Monday, June 27, 2016

attempting to understand Bob Dylan (just like all those big firm's Natural Language Processing programs claim they can do)







Suddenly, natural language processing (NLP) is back in the news. (Oddly this is a term I made up around 1970 because I didn’t like the previous term: computational linguistics.) I should be very happy that a field in which I spent a lot of time, having a resurgence, but I am not. People say they are working on NLP but they seem to universally misunderstand the problem. To explain the problem I will discuss the meaning of some Bob Dylan lyrics. (I chose these because IBM Watson ads chose Bob Dylan to be in their commercials and Watson summarized his work as “love fades.”)

I have selected a verse from a few of what I consider to be some of his most popular songs:


Blowin' In The Wind (1963)

Yes, and how many times must a man look up
Before he can see the sky?
Yes, and how many ears must one man have
Before he can hear people cry?
Yes, and how many deaths will it take 'til he knows
That too many people have died?


What do those lyrics mean? To me, this is a song about people’s insensitivity to the plight of others. It was written when the Viet Nam War was just beginning, and Civil Rights protestors were getting killed.

What would modern day natural language programs be able to get out of this verse? That he says “yes” a lot? That some people need more ears?

Let’s look at another verse from another song:


A Hard Rain's A-Gonna Fall (1963)

Oh, what did you meet my blue-eyed son ?
Who did you meet, my darling young one?
I met a young child beside a dead pony
I met a white man who walked a black dog
I met a young woman whose body was burning
I met a young girl, she gave me a rainbow
I met one man who was wounded in love
I met another man who was wounded in hatred
And it's a hard, it's a hard, it's a hard, it's a hard
And it's a hard rain's a-gonna fall.

What is this about? To me it seems to be about the hard knocks of life and is making the prediction that things will be getting even worse. Current NLP programs would see this as being about people, I assume, and maybe rain. Would any modern NLP program be able to understand the metaphor about hard rain or giving a gift of a rainbow? I doubt it. Yet, understanding metaphor, is critical to NLP since metaphor is everywhere. (This food tastes like crap.)

Stanford offers an NLP course (via Coursera.) This is what they say about it:

This course covers a broad range of topics in natural language processing, including word and sentence tokenization, text classification and sentiment analysis, spelling correction, information extraction, parsing, meaning extraction, and question answering, We will also introduce the underlying theory from probability, statistics, and machine learning that are crucial for the field, and cover fundamental algorithms like n-gram language modeling, naive bayes and maxent classifiers, sequence models like Hidden Markov Models, probabilistic dependency and constituent parsing, and vector-space models of meaning.

So, using a lot math you can figure out that a gift of a rainbow is about helping someone appreciate the beauty around them? I guess a Hidden Markov Model would do that for you.
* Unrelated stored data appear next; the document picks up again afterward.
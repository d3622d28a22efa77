//! In-memory reference implementation of [`StateStore`].
//!
//! All state sits behind one lock, so every trait method (including the slash
//! transaction) is atomic with respect to every other. Production deployments
//! should use the PostgreSQL backend.

use super::{apply_window, not_found, LedgerSnapshot, QueryWindow, StateStore};
use crate::error::{StoreError, StoreResult};
use crate::ledger::{slash_amount, SlashRequest};
use crate::types::{
    ComplianceStatus, Entity, EntityId, ForecastLogEntry, NewEntity, NewReading, ProtocolFund,
    Reading, SlashEvent,
};
use async_trait::async_trait;
use std::collections::HashMap;
use std::sync::{RwLock, RwLockReadGuard, RwLockWriteGuard};

#[derive(Debug, Default)]
struct MemoryState {
    /// Registration order.
    entities: Vec<Entity>,
    readings: HashMap<EntityId, Vec<Reading>>,
    forecasts: Vec<ForecastLogEntry>,
    slash_events: Vec<SlashEvent>,
    fund: Option<ProtocolFund>,
}

impl MemoryState {
    fn entity_mut(&mut self, entity_id: &EntityId) -> StoreResult<&mut Entity> {
        self.entities
            .iter_mut()
            .find(|entity| &entity.id == entity_id)
            .ok_or_else(|| not_found(entity_id))
    }

    fn contains(&self, entity_id: &EntityId) -> bool {
        self.entities.iter().any(|entity| &entity.id == entity_id)
    }
}

/// In-memory state store.
#[derive(Debug, Default)]
pub struct InMemoryStateStore {
    state: RwLock<MemoryState>,
}

impl InMemoryStateStore {
    pub fn new() -> Self {
        Self::default()
    }

    /// Store with the protocol fund initialised and `entities` registered in order.
    pub fn with_entities(entities: impl IntoIterator<Item = NewEntity>) -> Self {
        let store = Self::new();
        {
            let mut state = store
                .state
                .write()
                .unwrap_or_else(|poisoned| poisoned.into_inner());
            state.fund = Some(ProtocolFund::default());
            for entity in entities {
                if !state.contains(&entity.id) {
                    state.entities.push(into_entity(entity));
                }
            }
        }
        store
    }

    fn read(&self) -> StoreResult<RwLockReadGuard<'_, MemoryState>> {
        self.state
            .read()
            .map_err(|_| StoreError::Backend("state lock poisoned".to_string()))
    }

    fn write(&self) -> StoreResult<RwLockWriteGuard<'_, MemoryState>> {
        self.state
            .write()
            .map_err(|_| StoreError::Backend("state lock poisoned".to_string()))
    }
}

fn into_entity(entity: NewEntity) -> Entity {
    Entity {
        id: entity.id,
        name: entity.name,
        owner: entity.owner,
        location: entity.location,
        stake_balance: entity.stake_balance,
        status: ComplianceStatus::Normal,
    }
}

#[async_trait]
impl StateStore for InMemoryStateStore {
    fn backend_label(&self) -> &'static str {
        "memory"
    }

    async fn register_entity(&self, entity: NewEntity) -> StoreResult<bool> {
        let mut state = self.write()?;
        if state.contains(&entity.id) {
            return Ok(false);
        }
        state.entities.push(into_entity(entity));
        Ok(true)
    }

    async fn ensure_protocol_fund(&self) -> StoreResult<()> {
        let mut state = self.write()?;
        state.fund.get_or_insert_with(ProtocolFund::default);
        Ok(())
    }

    async fn list_entities(&self) -> StoreResult<Vec<Entity>> {
        Ok(self.read()?.entities.clone())
    }

    async fn get_entity(&self, entity_id: &EntityId) -> StoreResult<Option<Entity>> {
        Ok(self
            .read()?
            .entities
            .iter()
            .find(|entity| &entity.id == entity_id)
            .cloned())
    }

    async fn append_reading(
        &self,
        entity_id: &EntityId,
        reading: NewReading,
    ) -> StoreResult<Reading> {
        let mut state = self.write()?;
        if !state.contains(entity_id) {
            return Err(not_found(entity_id));
        }
        let record = Reading {
            entity_id: entity_id.clone(),
            pm2_5: reading.sample.pm2_5,
            so2: reading.sample.so2,
            nox: reading.sample.nox,
            recorded_at: reading.recorded_at,
        };
        state
            .readings
            .entry(entity_id.clone())
            .or_default()
            .push(record.clone());
        Ok(record)
    }

    async fn recent_readings(
        &self,
        entity_id: &EntityId,
        limit: usize,
    ) -> StoreResult<Vec<Reading>> {
        let state = self.read()?;
        let Some(readings) = state.readings.get(entity_id) else {
            return Ok(Vec::new());
        };
        let start = readings.len().saturating_sub(limit);
        Ok(readings[start..].to_vec())
    }

    async fn append_forecast(&self, entry: ForecastLogEntry) -> StoreResult<()> {
        let mut state = self.write()?;
        if !state.contains(&entry.entity_id) {
            return Err(not_found(&entry.entity_id));
        }
        state.forecasts.push(entry);
        Ok(())
    }

    async fn latest_forecast(&self, entity_id: &EntityId) -> StoreResult<Option<ForecastLogEntry>> {
        Ok(self
            .read()?
            .forecasts
            .iter()
            .rev()
            .find(|entry| &entry.entity_id == entity_id)
            .cloned())
    }

    async fn set_status(&self, entity_id: &EntityId, status: ComplianceStatus) -> StoreResult<()> {
        let mut state = self.write()?;
        state.entity_mut(entity_id)?.status = status;
        Ok(())
    }

    async fn apply_slash(&self, request: SlashRequest) -> StoreResult<SlashEvent> {
        let mut state = self.write()?;

        // Validate everything before the first mutation so a failure leaves no trace.
        let fund = state.fund.ok_or_else(|| {
            StoreError::InvariantViolation("protocol fund is not initialised".to_string())
        })?;
        if state
            .slash_events
            .iter()
            .any(|event| event.tx_hash == request.tx_hash)
        {
            return Err(StoreError::InvariantViolation(format!(
                "duplicate slash transaction '{}'",
                request.tx_hash
            )));
        }
        let stake_before = state.entity_mut(&request.entity_id)?.stake_balance;
        let amount = slash_amount(stake_before, request.fixed_amount);
        let admin_fund_balance = fund.admin_fund_balance.checked_add(amount).ok_or_else(|| {
            StoreError::InvariantViolation("protocol fund balance overflow".to_string())
        })?;

        let entity = state.entity_mut(&request.entity_id)?;
        entity.status = ComplianceStatus::Penalty;
        entity.stake_balance = stake_before - amount;
        state.fund = Some(ProtocolFund { admin_fund_balance });

        let event = SlashEvent {
            entity_id: request.entity_id,
            amount,
            stake_before,
            reason: request.reason,
            triggered_by: request.triggered_by,
            tx_hash: request.tx_hash,
            recorded_at: request.recorded_at,
        };
        state.slash_events.push(event.clone());
        Ok(event)
    }

    async fn list_slash_events(
        &self,
        entity_id: Option<&EntityId>,
        window: QueryWindow,
    ) -> StoreResult<Vec<SlashEvent>> {
        let state = self.read()?;
        let values = state
            .slash_events
            .iter()
            .rev()
            .filter(|event| entity_id.map_or(true, |id| &event.entity_id == id))
            .cloned()
            .collect();
        Ok(apply_window(values, window))
    }

    async fn protocol_fund(&self) -> StoreResult<ProtocolFund> {
        self.read()?.fund.ok_or_else(|| {
            StoreError::InvariantViolation("protocol fund is not initialised".to_string())
        })
    }

    async fn ledger_snapshot(&self) -> StoreResult<LedgerSnapshot> {
        let state = self.read()?;
        let fund = state.fund.ok_or_else(|| {
            StoreError::InvariantViolation("protocol fund is not initialised".to_string())
        })?;
        Ok(LedgerSnapshot {
            fund,
            slash_events: state.slash_events.iter().rev().cloned().collect(),
        })
    }
}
Here are more lyrics from another song:

The Times They Are A-Changin’ (1964)

Come writers and critics
Who prophesize with your pen
And keep your eyes wide
The chance won't come again
And don't speak too soon
For the wheel's still in spin
And there's no tellin' who
That it's namin'
For the loser now
Will be later to win
For the times they are a-changin’.

Was Dylan speaking out against the Viet Nam War here? It seems to me he was asking the media to stop reporting on the war as a wonderful glory for the U.S. and start speaking up about its horrors. How did I figure that out? I read it, thought about it, and recalled its context. Nothing miraculous.(But, imagine any of these NLP program doing that!)  To understand you need to be thinking about what something means. Would your typical modern day NLP program think this was about prophesy, or losing?


Maggie's Farm (1965)

I ain't gonna work for Maggie's pa no more
No, I ain't gonna work for Maggie's pa no more
Well, he puts his cigar
Out in your face just for kicks
His bedroom window
It is made out of bricks
The National Guard stands around his door
Ah, I ain't gonna work for Maggie's pa no more.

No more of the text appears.